Admittedly I am a little worried about my ever shortening luteal phase but I haven't felt the need to jump onto the internet and scour home remedies to lengthen it (can't promise I won't though!) and I am actually feeling fairly positive that this HASN'T been our month as I have big plans for the end of October that can now be followed through stress free!
Thinking back at the things I have done differently this cycle and the main difference seems to be that I didn't put any pressure on myself to achieve our little bundle of joy. Later this month it will be exactly a year since we lost Sprout and I was convinced that I would be whipping myself into a frenzy trying to be successful this cycle so that I didn't have to face the anniversary with an empty womb. I can honestly say that this thought hasn't crossed my mind for the whole cycle!

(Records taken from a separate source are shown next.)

//! # Shamble
//!
//! Turn-based action resolution and procedural floor generation for a tile-based
//! zombie roguelike set on an overrun office floor.
//!
//! ## Architecture Overview
//!
//! - **Spatial grids**: dense per-cell storage for tiles, furniture, items,
//!   entities, generation markers and transient effect layers
//! - **Action protocol**: any entity, furniture or item can be granted
//!   performable and resolvable capabilities per action kind
//! - **Effects**: damage, bleeding, knockback chains and area effects
//! - **Generation**: rotated character-grid templates composed into a floor,
//!   with door placement inferred from shared room edges
//! - **AI**: zombie turns with memory, pathing, stumbling and horde pushing
//!
//! Rendering, keyboard mapping, field-of-view computation and message
//! formatting are collaborators; the core only talks to them through the
//! traits and layers exposed here.

pub mod game;
pub mod generation;
pub mod input;
pub mod utils;

// Core module re-exports
pub use game::*;
pub use generation::*;
pub use input::*;
pub use utils::*;

use serde::{Deserialize, Serialize};
use std::path::Path;

/// Core error type for the Shamble engine.
///
/// Only configuration and programmer errors surface here. A denied action is
/// a plain `false`, never an error.
#[derive(thiserror::Error, Debug)]
pub enum ShambleError {
    /// I/O operation failed
    #[error("I/O error: {0}")]
    Io(#[from] std::io::Error),

    /// Serialization/deserialization error
    #[error("Serialization error: {0}")]
    Serde(#[from] serde_json::Error),

    /// Content or setup is inconsistent (authoring bug)
    #[error("Invalid configuration: {0}")]
    InvalidConfiguration(String),

    /// A type name is not present in any registry
    #[error("Unknown type: {0}")]
    UnknownType(String),

    /// Coordinate outside the grid
    #[error("Position out of bounds: {0}")]
    OutOfBounds(Position),

    /// Single-occupant cell already taken
    #[error("Cell already occupied: {0}")]
    CellOccupied(Position),

    /// Game state is invalid
    #[error("Invalid game state: {0}")]
    InvalidState(String),

    /// Generation failed
    #[error("Generation failed: {0}")]
    GenerationFailed(String),
}

/// Result type used throughout the Shamble codebase.
pub type ShambleResult<T> = Result<T, ShambleError>;

/// Version information for the game.
pub const VERSION: &str = env!("CARGO_PKG_VERSION");

/// Game configuration constants.
pub mod config {
    /// Default floor width in tiles
    pub const DEFAULT_FLOOR_WIDTH: usize = 12;

    /// Default floor height in tiles
    pub const DEFAULT_FLOOR_HEIGHT: usize = 12;

    /// Edge length of the built-in square room templates
    pub const ROOM_SIZE: usize = 5;

    /// Upper bound for blood accumulated on a single tile
    pub const DEFAULT_BLOOD_MAX: u32 = 10;

    /// Blood added per point of damage dealt to an organic target
    pub const DEFAULT_BLOOD_PER_DAMAGE: u32 = 1;

    /// Turns after which a zombie is certain to stumble
    pub const DEFAULT_MAX_TURNS_WITHOUT_STUMBLE: u32 = 12;

    /// Default player starting health
    pub const DEFAULT_PLAYER_HEALTH: i32 = 10;
}

/// Runtime configuration for a game session.
#[derive(Debug, Clone, PartialEq, Serialize, Deserialize)]
#[serde(default)]
pub struct GameConfig {
    /// Random seed for generation and combat
    pub seed: u64,
    /// Maximum blood intensity a tile can hold
    pub blood_max: u32,
    /// Blood added per point of damage to organic targets
    pub blood_per_damage: u32,
    /// Stumble window for zombies
    pub max_turns_without_stumble: u32,
    /// Keep generation markers and placeholder tiles after floor generation
    pub keep_placeholders: bool,
    /// Display name of the player
    pub player_name: String,
}

impl GameConfig {
    /// Creates a configuration with default values and the given seed.
    ///
    /// # Examples
    ///
    /// ```
    /// use shamble::GameConfig;
    ///
    /// let config = GameConfig::new(7);
    /// assert_eq!(config.seed, 7);
    /// assert!(!config.keep_placeholders);
    /// ```
    pub fn new(seed: u64) -> Self {
        Self {
            seed,
            blood_max: config::DEFAULT_BLOOD_MAX,
            blood_per_damage: config::DEFAULT_BLOOD_PER_DAMAGE,
            max_turns_without_stumble: config::DEFAULT_MAX_TURNS_WITHOUT_STUMBLE,
            keep_placeholders: false,
            player_name: "Survivor".to_string(),
        }
    }

    /// Configuration for tests: zombies never stumble.
    pub fn for_testing(seed: u64) -> Self {
        Self {
            max_turns_without_stumble: 0,
            ..Self::new(seed)
        }
    }

    /// Parses a configuration from JSON. Missing fields fall back to defaults.
    pub fn from_json_str(json: &str) -> ShambleResult<Self> {
        Ok(serde_json::from_str(json)?)
    }

    /// Loads a configuration file.
    pub fn load(path: impl AsRef<Path>) -> ShambleResult<Self> {
        let contents = std::fs::read_to_string(path)?;
        Self::from_json_str(&contents)
    }
}

impl Default for GameConfig {
    fn default() -> Self {
        Self::new(42)
    }
}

In a way it seems more fitting in honouring Sprout's memory that we didn't fall pregnant before the first anniversary of our loss. If we had perhaps it would have felt more like Sprout was just a clinical failed attempt rather then a little bean that we both loved and hoped for.
So along with the lack of pressure I have also been indulging in a few hobbies! I decided a few months back that I would be making fertility jewellery that contained crystals and stones that are known to be beneficial in conception, healing and protection. Here is the first piece so far;
Fittingly it is a memorial piece to honour all those lost little ones. If you are in the know then it is obvious what these earrings represent but they also have the ability to look like cute fashion earrings that don't actually have any symbolism other then looking good! I know from experience that some women don't want the whole world to know their pain and struggles and so for them these earrings can still honour their babies without the risk of added prying questions. I used tibetan and plated silver for the wings and findings and the stone is Rose Quartz, well known for it's physical and emotional healing properties,
I also have a great number of things to look forward to at the end of this month which I am sure has helped in the distraction department! My lovely husband and I are going with friends to the MCM Expo in London on the 29th to indulge in all things geeky! My costume of choice is American McGee Alice;
So when I would usually be sobbing into my breakfast about another failed month I am instead figuring out how to pull off this awesome costume! So far I have managed to find a dress that only needed slight adjustments to achieve the right silhouette. Unfortunately it is made of polyester and is in lilac making it extremely difficult to achieve the right colour. After lots of internet research I have found some polyester dye that may work and have had to fork out £20 for a pot big enough to boil and dye the dress in. Such a waste of a pot but if it achieves the right colour then it is a small price to pay!
I have also been exercising a little bit this month and I know that when I stick to it properly the endorphins release does help to stabilise my moods! Steps are currently being taken to ensure that I can keep up some sort of regime in the coming months. A bit of weight loss wouldn't exactly be a bad thing either as I usually like to enjoy a guilt free Christmas of food and booze but at this rate I will be watching the calories which simply will not do!
My current attitude may change in the coming days but I sincerely hope not. Pictures of more jewellery creations and completed costume will of course follow!